Pediatric functional constipation (FC) is a common but serious medical condition. Despite significant effects on children, families, and the healthcare system, the condition is typically undertreated. Parents bear primary responsibility for complex treatment programs; therefore, understanding their experiences and needs may offer a critical perspective towards improving clinical care.

Objective:

The initial aim of this study was to understand and give voice to parents’ experiences and information needs when caring for a child with FC. The ultimate objective was to build an evidence base suitable for creating a digital Knowledge Translation tool to better support parents caring for a child with FC.

Methods:

This qualitative design used Interpretive Descriptive methodology to generate findings aimed towards improving clinical care.
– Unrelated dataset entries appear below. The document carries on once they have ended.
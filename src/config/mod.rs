// backendtool/src/config/mod.rs
use anyhow::{Context, Result};
use serde::{Deserialize, Serialize};
use std::env;
use std::fs;
use std::path::Path;

use crate::errors::AppError;
use crate::paths;
use crate::prompt::Prompter;

/// Regions in which the managed backend services are available.
pub const AWS_REGIONS: &[&str] = &[
    "us-east-1",
    "us-east-2",
    "us-west-2",
    "eu-west-1",
    "eu-west-2",
    "eu-central-1",
    "ap-northeast-1",
    "ap-northeast-2",
    "ap-southeast-1",
    "ap-southeast-2",
];

pub const DEFAULT_ACCESS_KEY_ID: &str = "<accessKeyId>";
pub const DEFAULT_SECRET_ACCESS_KEY: &str = "<secretAccessKey>";
pub const DEFAULT_REGION: &str = "us-east-1";

/// AWS account settings used for every remote call.
///
/// Stored as JSON under the per-user config directory; environment variables
/// take precedence, then the tool's own file, then the system `~/.aws` files.
#[derive(Debug, Clone, Serialize, Deserialize)]
#[serde(rename_all = "camelCase")]
pub struct AwsConfig {
    pub access_key_id: String,
    pub secret_access_key: String,
    pub region: String,
}

impl Default for AwsConfig {
    fn default() -> Self {
        AwsConfig {
            access_key_id: DEFAULT_ACCESS_KEY_ID.to_string(),
            secret_access_key: DEFAULT_SECRET_ACCESS_KEY.to_string(),
            region: DEFAULT_REGION.to_string(),
        }
    }
}

impl AwsConfig {
    pub fn is_valid(&self) -> bool {
        validate_access_key_id(&self.access_key_id)
            && validate_secret_access_key(&self.secret_access_key)
            && validate_region(&self.region)
    }
}

pub fn validate_access_key_id(access_key_id: &str) -> bool {
    !access_key_id.is_empty() && access_key_id != DEFAULT_ACCESS_KEY_ID
}

pub fn validate_secret_access_key(secret_access_key: &str) -> bool {
    !secret_access_key.is_empty() && secret_access_key != DEFAULT_SECRET_ACCESS_KEY
}

pub fn validate_region(region: &str) -> bool {
    AWS_REGIONS.contains(&region)
}

/// Resolves the AWS settings without any user interaction.
///
/// Precedence: process environment, then the tool's config file, then the
/// `[default]` section of the system aws credential/config files. Falls back
/// to placeholder values that will fail validation.
pub fn resolve_aws_config() -> AwsConfig {
    if let Some(config) = config_from_env() {
        return config;
    }

    if let Some(file_path) = paths::system_aws_config_file() {
        if let Some(config) = load_aws_config_file(&file_path) {
            if config.is_valid() {
                return config;
            }
        }
    }

    config_from_system_aws_files().unwrap_or_default()
}

/// Ensures a usable AWS configuration, asking the operator to supply one when
/// the resolved settings are missing or invalid.
pub fn check_aws_config(prompter: &mut dyn Prompter) -> Result<AwsConfig> {
    let config = resolve_aws_config();
    if config.is_valid() {
        return Ok(config);
    }

    println!("❌ Missing aws account credentials.");
    let configure = prompter.confirm("configure aws account settings", true)?;
    if !configure {
        return Err(AppError::Cancelled(
            "aws account settings were not configured".to_string(),
        )
        .into());
    }

    let config = configure_aws(prompter, config)?;
    if config.is_valid() {
        if let Some(file_path) = paths::system_aws_config_file() {
            save_aws_config_file(&file_path, &config)?;
        }
        Ok(config)
    } else {
        Err(AppError::AwsConfig("invalid aws account settings".to_string()).into())
    }
}

/// Interactive configuration of the AWS settings; the caller persists the
/// result.
pub fn configure_aws(prompter: &mut dyn Prompter, current: AwsConfig) -> Result<AwsConfig> {
    let access_key_id = prompter
        .input("accessKeyId: ", &current.access_key_id)?
        .trim()
        .to_string();
    let secret_access_key = prompter
        .input("secretAccessKey: ", &current.secret_access_key)?
        .trim()
        .to_string();

    let default_region_index = AWS_REGIONS
        .iter()
        .position(|r| *r == current.region)
        .unwrap_or(0);
    let region_index = prompter.choose("region: ", AWS_REGIONS, default_region_index)?;

    Ok(AwsConfig {
        access_key_id,
        secret_access_key,
        region: AWS_REGIONS[region_index].to_string(),
    })
}

fn config_from_env() -> Option<AwsConfig> {
    let access_key_id = env::var("AWS_ACCESS_KEY_ID").ok()?;
    let secret_access_key = env::var("AWS_SECRET_ACCESS_KEY").ok()?;
    let region = env::var("AWS_REGION")
        .or_else(|_| env::var("AWS_DEFAULT_REGION"))
        .unwrap_or_else(|_| DEFAULT_REGION.to_string());

    let config = AwsConfig {
        access_key_id,
        secret_access_key,
        region,
    };
    config.is_valid().then_some(config)
}

fn config_from_system_aws_files() -> Option<AwsConfig> {
    let credentials_path = paths::sys_aws_credentials_file()?;
    let credentials_content = fs::read_to_string(credentials_path).ok()?;
    let credentials = parse_ini_default_section(&credentials_content);

    let mut config = AwsConfig {
        access_key_id: credentials.get("aws_access_key_id")?.clone(),
        secret_access_key: credentials.get("aws_secret_access_key")?.clone(),
        region: DEFAULT_REGION.to_string(),
    };

    if let Some(config_path) = paths::sys_aws_config_file() {
        if let Ok(content) = fs::read_to_string(config_path) {
            if let Some(region) = parse_ini_default_section(&content).get("region") {
                config.region = region.clone();
            }
        }
    }

    Some(config)
}

/// Extracts `key = value` pairs from the `[default]` section of an ini-style
/// aws credentials/config file.
pub fn parse_ini_default_section(content: &str) -> std::collections::HashMap<String, String> {
    let mut result = std::collections::HashMap::new();
    let mut in_default = false;
    for line in content.lines() {
        let line = line.trim();
        if line.starts_with('[') {
            in_default = line == "[default]";
        } else if in_default {
            if let Some((key, value)) = line.split_once('=') {
                result.insert(key.trim().to_string(), value.trim().to_string());
            }
        }
    }
    result
}

pub fn load_aws_config_file(file_path: &Path) -> Option<AwsConfig> {
    let content = fs::read_to_string(file_path).ok()?;
    serde_json::from_str(&content).ok()
}

pub fn save_aws_config_file(file_path: &Path, config: &AwsConfig) -> Result<()> {
    if let Some(parent) = file_path.parent() {
        fs::create_dir_all(parent)
            .with_context(|| format!("Failed to create config directory {}", parent.display()))?;
    }
    let json_string = serde_json::to_string_pretty(config)?;
    fs::write(file_path, json_string)
        .with_context(|| format!("Failed to write aws config file {}", file_path.display()))?;
    Ok(())
}

#[cfg(test)]
mod tests {
    use super::*;
    use crate::prompt::ScriptedPrompter;

    #[test]
    fn test_default_config_is_invalid() {
        let config = AwsConfig::default();
        assert!(!config.is_valid());
    }

    #[test]
    fn test_valid_config() {
        let config = AwsConfig {
            access_key_id: "AKIAEXAMPLE".to_string(),
            secret_access_key: "secret".to_string(),
            region: "us-west-2".to_string(),
        };
        assert!(config.is_valid());
    }

    #[test]
    fn test_unknown_region_is_invalid() {
        let config = AwsConfig {
            access_key_id: "AKIAEXAMPLE".to_string(),
            secret_access_key: "secret".to_string(),
            region: "mars-north-1".to_string(),
        };
        assert!(!config.is_valid());
    }

    #[test]
    fn test_parse_ini_default_section() {
        let content = "\
[default]
aws_access_key_id = AKIAEXAMPLE
aws_secret_access_key = wJalrXUtnFEMI
[other]
aws_access_key_id = AKIAOTHER
";
        let parsed = parse_ini_default_section(content);
        assert_eq!(parsed.get("aws_access_key_id").unwrap(), "AKIAEXAMPLE");
        assert_eq!(parsed.get("aws_secret_access_key").unwrap(), "wJalrXUtnFEMI");
        assert_eq!(parsed.len(), 2);
    }

    #[test]
    fn test_parse_ini_no_default_section() {
        let content = "[profile dev]\nregion = eu-west-1\n";
        let parsed = parse_ini_default_section(content);
        assert!(parsed.is_empty());
    }

    #[test]
    fn test_aws_config_file_round_trip() -> anyhow::Result<()> {
        let dir = tempfile::tempdir()?;
        let file_path = dir.path().join("aws-config.json");
        let config = AwsConfig {
            access_key_id: "AKIAEXAMPLE".to_string(),
            secret_access_key: "secret".to_string(),
            region: "ap-northeast-1".to_string(),
        };
        save_aws_config_file(&file_path, &config)?;
        let loaded = load_aws_config_file(&file_path).expect("config file should load");
        assert_eq!(loaded.access_key_id, config.access_key_id);
        assert_eq!(loaded.region, config.region);
        Ok(())
    }

    #[test]
    fn test_configure_aws_applies_answers() -> anyhow::Result<()> {
        let mut prompter = ScriptedPrompter::new();
        prompter.push_input("AKIANEWKEY");
        prompter.push_input("newsecret");
        prompter.push_choice(2); // us-west-2

        let config = configure_aws(&mut prompter, AwsConfig::default())?;
        assert_eq!(config.access_key_id, "AKIANEWKEY");
        assert_eq!(config.secret_access_key, "newsecret");
        assert_eq!(config.region, "us-west-2");
        Ok(())
    }
}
One-on-one, in-depth interviews were completed either in-person or via online teleconferencing to explore parents’ perspectives. Data collection and analysis occurred concurrently.

Results:

Analysis of sixteen interviews generated four major themes; 1) living in the shadows, 2) not taken seriously - with a subtheme of 2a) persevering and advocating, 3) missing information and misinformation, 4) self-doubt and strained relationships. One minor theme of affirmative influences foster resilience and hope was identified.

Conclusions:

Parents have significant unmet needs for support and information related to pediatric FC. To address gaps in current care provision, decision-makers may consider interventions for clinicians, resources for parents, and shifting care models to better meet parents’ needs.